_EXERCISE AIM_
Write out each record below, word for word.

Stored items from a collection
//! Applies a single computed destination path to a single source file
//! (spec.md §4.F, §4.G).

use std::collections::HashSet;
use std::fs;
use std::path::{Path, PathBuf};

use thiserror::Error;

#[derive(Debug, Error)]
pub enum RenameError {
    #[error("source `{0}` does not exist")]
    SourceMissing(PathBuf),

    #[error("destination `{0}` already exists")]
    Exists(PathBuf),

    #[error("destination `{0}` lies inside a directory that doesn't exist")]
    InvalidDestination(PathBuf),

    #[error("I/O error while renaming `{from}` to `{to}`: {source}")]
    Io {
        from: PathBuf,
        to: PathBuf,
        #[source]
        source: std::io::Error,
    },
}

/// Moves one file from `from` to `to`, or simulates doing so. `override_existing`
/// mirrors the original `rename(src, dst, override=False)` call: an existing
/// destination file is replaced rather than rejected, but an existing
/// destination *directory* is always rejected regardless of this flag.
pub trait Renamer {
    fn rename(&mut self, from: &Path, to: &Path, override_existing: bool) -> Result<(), RenameError>;
}

fn check_common(from: &Path, to: &Path, from_exists: bool, to_exists: bool, override_existing: bool) -> Result<(), RenameError> {
    if !from_exists {
        return Err(RenameError::SourceMissing(from.to_path_buf()));
    }
    if to_exists {
        if to.is_dir() || !override_existing {
            return Err(RenameError::Exists(to.to_path_buf()));
        }
    }
    Ok(())
}

/// Renames within a single, already-existing directory. Destinations whose
/// parent directory doesn't exist are rejected rather than created.
pub struct FileRenamer;

impl Renamer for FileRenamer {
    fn rename(&mut self, from: &Path, to: &Path, override_existing: bool) -> Result<(), RenameError> {
        check_common(from, to, from.exists(), to.exists(), override_existing)?;
        if let Some(parent) = to.parent() {
            if !parent.as_os_str().is_empty() && !parent.exists() {
                return Err(RenameError::InvalidDestination(to.to_path_buf()));
            }
        }
        fs::rename(from, to).map_err(|source| RenameError::Io {
            from: from.to_path_buf(),
            to: to.to_path_buf(),
            source,
        })
    }
}

/// Renames across directories, creating any missing intermediate
/// directories of the destination (spec.md's path mode).
pub struct FileMover;

impl Renamer for FileMover {
    fn rename(&mut self, from: &Path, to: &Path, override_existing: bool) -> Result<(), RenameError> {
        check_common(from, to, from.exists(), to.exists(), override_existing)?;
        if let Some(parent) = to.parent() {
            if !parent.as_os_str().is_empty() {
                fs::create_dir_all(parent).map_err(|source| RenameError::Io {
                    from: from.to_path_buf(),
                    to: to.to_path_buf(),
                    source,
                })?;
            }
        }
        fs::rename(from, to).map_err(|source| RenameError::Io {
            from: from.to_path_buf(),
            to: to.to_path_buf(),
            source,
        })
    }
}

/// A virtual-filesystem renamer used by `--dry-run`: no file is ever
/// touched, but a job's sequence of renames is tracked so that later
/// renames in the same job see the effect of earlier ones (spec.md §4.G).
///
/// `removed` always takes priority over `created` and the real
/// filesystem, which is what lets an A -> B, B -> A sequence succeed: the
/// second rename's destination (A) was marked removed by the first, so it
/// reads as free even though A still exists on disk.
#[derive(Default)]
pub struct DryRunRenamer {
    created: HashSet<PathBuf>,
    removed: HashSet<PathBuf>,
}

impl DryRunRenamer {
    pub fn new() -> Self {
        Self::default()
    }

    fn exists(&self, path: &Path) -> bool {
        if self.removed.contains(path) {
            return false;
        }
        if self.created.contains(path) {
            return true;
        }
        path.exists()
    }
}

impl Renamer for DryRunRenamer {
    fn rename(&mut self, from: &Path, to: &Path, override_existing: bool) -> Result<(), RenameError> {
        check_common(from, to, self.exists(from), self.exists(to), override_existing)?;
        if let Some(parent) = to.parent() {
            if !parent.as_os_str().is_empty() && !self.exists(parent) && !parent.exists() {
                return Err(RenameError::InvalidDestination(to.to_path_buf()));
            }
        }

        self.removed.insert(from.to_path_buf());
        self.created.remove(from);
        self.created.insert(to.to_path_buf());
        self.removed.remove(to);
        Ok(())
    }
}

_REPLY TO THE TASK_
//! Applies a single computed destination path to a single source file
//! (spec.md §4.F, §4.G).

use std::collections::HashSet;
use std::fs;
use std::path::{Path, PathBuf};

use thiserror::Error;

#[derive(Debug, Error)]
pub enum RenameError {
    #[error("source `{0}` does not exist")]
    SourceMissing(PathBuf),

    #[error("destination `{0}` already exists")]
    Exists(PathBuf),

    #[error("destination `{0}` lies inside a directory that doesn't exist")]
    InvalidDestination(PathBuf),

    #[error("I/O error while renaming `{from}` to `{to}`: {source}")]
    Io {
        from: PathBuf,
        to: PathBuf,
        #[source]
        source: std::io::Error,
    },
}

/// Moves one file from `from` to `to`, or simulates doing so. `override_existing`
/// mirrors the original `rename(src, dst, override=False)` call: an existing
/// destination file is replaced rather than rejected, but an existing
/// destination *directory* is always rejected regardless of this flag.
pub trait Renamer {
    fn rename(&mut self, from: &Path, to: &Path, override_existing: bool) -> Result<(), RenameError>;
}

fn check_common(from: &Path, to: &Path, from_exists: bool, to_exists: bool, override_existing: bool) -> Result<(), RenameError> {
    if !from_exists {
        return Err(RenameError::SourceMissing(from.to_path_buf()));
    }
    if to_exists {
        if to.is_dir() || !override_existing {
            return Err(RenameError::Exists(to.to_path_buf()));
        }
    }
    Ok(())
}

/// Renames within a single, already-existing directory. Destinations whose
/// parent directory doesn't exist are rejected rather than created.
pub struct FileRenamer;

impl Renamer for FileRenamer {
    fn rename(&mut self, from: &Path, to: &Path, override_existing: bool) -> Result<(), RenameError> {
        check_common(from, to, from.exists(), to.exists(), override_existing)?;
        if let Some(parent) = to.parent() {
            if !parent.as_os_str().is_empty() && !parent.exists() {
                return Err(RenameError::InvalidDestination(to.to_path_buf()));
            }
        }
        fs::rename(from, to).map_err(|source| RenameError::Io {
            from: from.to_path_buf(),
            to: to.to_path_buf(),
            source,
        })
    }
}

/// Renames across directories, creating any missing intermediate
/// directories of the destination (spec.md's path mode).
pub struct FileMover;

impl Renamer for FileMover {
    fn rename(&mut self, from: &Path, to: &Path, override_existing: bool) -> Result<(), RenameError> {
        check_common(from, to, from.exists(), to.exists(), override_existing)?;
        if let Some(parent) = to.parent() {
            if !parent.as_os_str().is_empty() {
                fs::create_dir_all(parent).map_err(|source| RenameError::Io {
                    from: from.to_path_buf(),
                    to: to.to_path_buf(),
                    source,
                })?;
            }
        }
        fs::rename(from, to).map_err(|source| RenameError::Io {
            from: from.to_path_buf(),
            to: to.to_path_buf(),
            source,
        })
    }
}

/// A virtual-filesystem renamer used by `--dry-run`: no file is ever
/// touched, but a job's sequence of renames is tracked so that later
/// renames in the same job see the effect of earlier ones (spec.md §4.G).
///
/// `removed` always takes priority over `created` and the real
/// filesystem, which is what lets an A -> B, B -> A sequence succeed: the
/// second rename's destination (A) was marked removed by the first, so it
/// reads as free even though A still exists on disk.
#[derive(Default)]
pub struct DryRunRenamer {
    created: HashSet<PathBuf>,
    removed: HashSet<PathBuf>,
}

impl DryRunRenamer {
    pub fn new() -> Self {
        Self::default()
    }

    fn exists(&self, path: &Path) -> bool {
        if self.removed.contains(path) {
            return false;
        }
        if self.created.contains(path) {
            return true;
        }
        path.exists()
    }
}

impl Renamer for DryRunRenamer {
    fn rename(&mut self, from: &Path, to: &Path, override_existing: bool) -> Result<(), RenameError> {
        check_common(from, to, self.exists(from), self.exists(to), override_existing)?;
        if let Some(parent) = to.parent() {
            if !parent.as_os_str().is_empty() && !self.exists(parent) && !parent.exists() {
                return Err(RenameError::InvalidDestination(to.to_path_buf()));
            }
        }

        self.removed.insert(from.to_path_buf());
        self.created.remove(from);
        self.created.insert(to.to_path_buf());
        self.removed.remove(to);
        Ok(())
    }
}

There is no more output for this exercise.